__What to produce__: In the listing below, find each line holding "DateTime" and copy it.
[[ Source information, beginning ]]
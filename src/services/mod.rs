//! Service layer for the watcher.
//!
//! This module contains the search API boundary:
//! - Search abstraction (`SearchApi`)
//! - Known-repository liveness (`RepoStatusApi`)
//! - GitHub implementation (`GitHubClient`)
//! - Quota tracking (`RateLimiter`)

mod github;
mod rate_limit;

use async_trait::async_trait;
use chrono::{DateTime, Utc};
use futures::stream::BoxStream;

use crate::error::SearchError;
use crate::models::{RepoStatus, ResultRecord};

pub use github::{GitHubClient, classify_status, classify_transport, next_page_url};
pub use rate_limit::{DEFAULT_RETRY_AFTER, RateLimitSnapshot, RateLimiter};

/// Lazy, finite sequence of results for one query.
pub type RecordStream<'a> = BoxStream<'a, Result<ResultRecord, SearchError>>;

/// A rate-limit-aware search endpoint.
///
/// Each call starts a fresh sequence at the first page; dropping the stream
/// stops further requests. An error item ends the sequence.
pub trait SearchApi: Send + Sync {
    fn search<'a>(&'a self, query: &'a str, since: Option<DateTime<Utc>>) -> RecordStream<'a>;
}

/// Liveness lookup for a known repository.
#[async_trait]
pub trait RepoStatusApi: Send + Sync {
    /// Status of `owner/repo`; failures use the same classification as search.
    async fn repo_status(&self, repo: &str) -> Result<RepoStatus, SearchError>;
}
[[ Source information, end ]]
__Result__:
use chrono::{DateTime, Utc};
    fn search<'a>(&'a self, query: &'a str, since: Option<DateTime<Utc>>) -> RecordStream<'a>;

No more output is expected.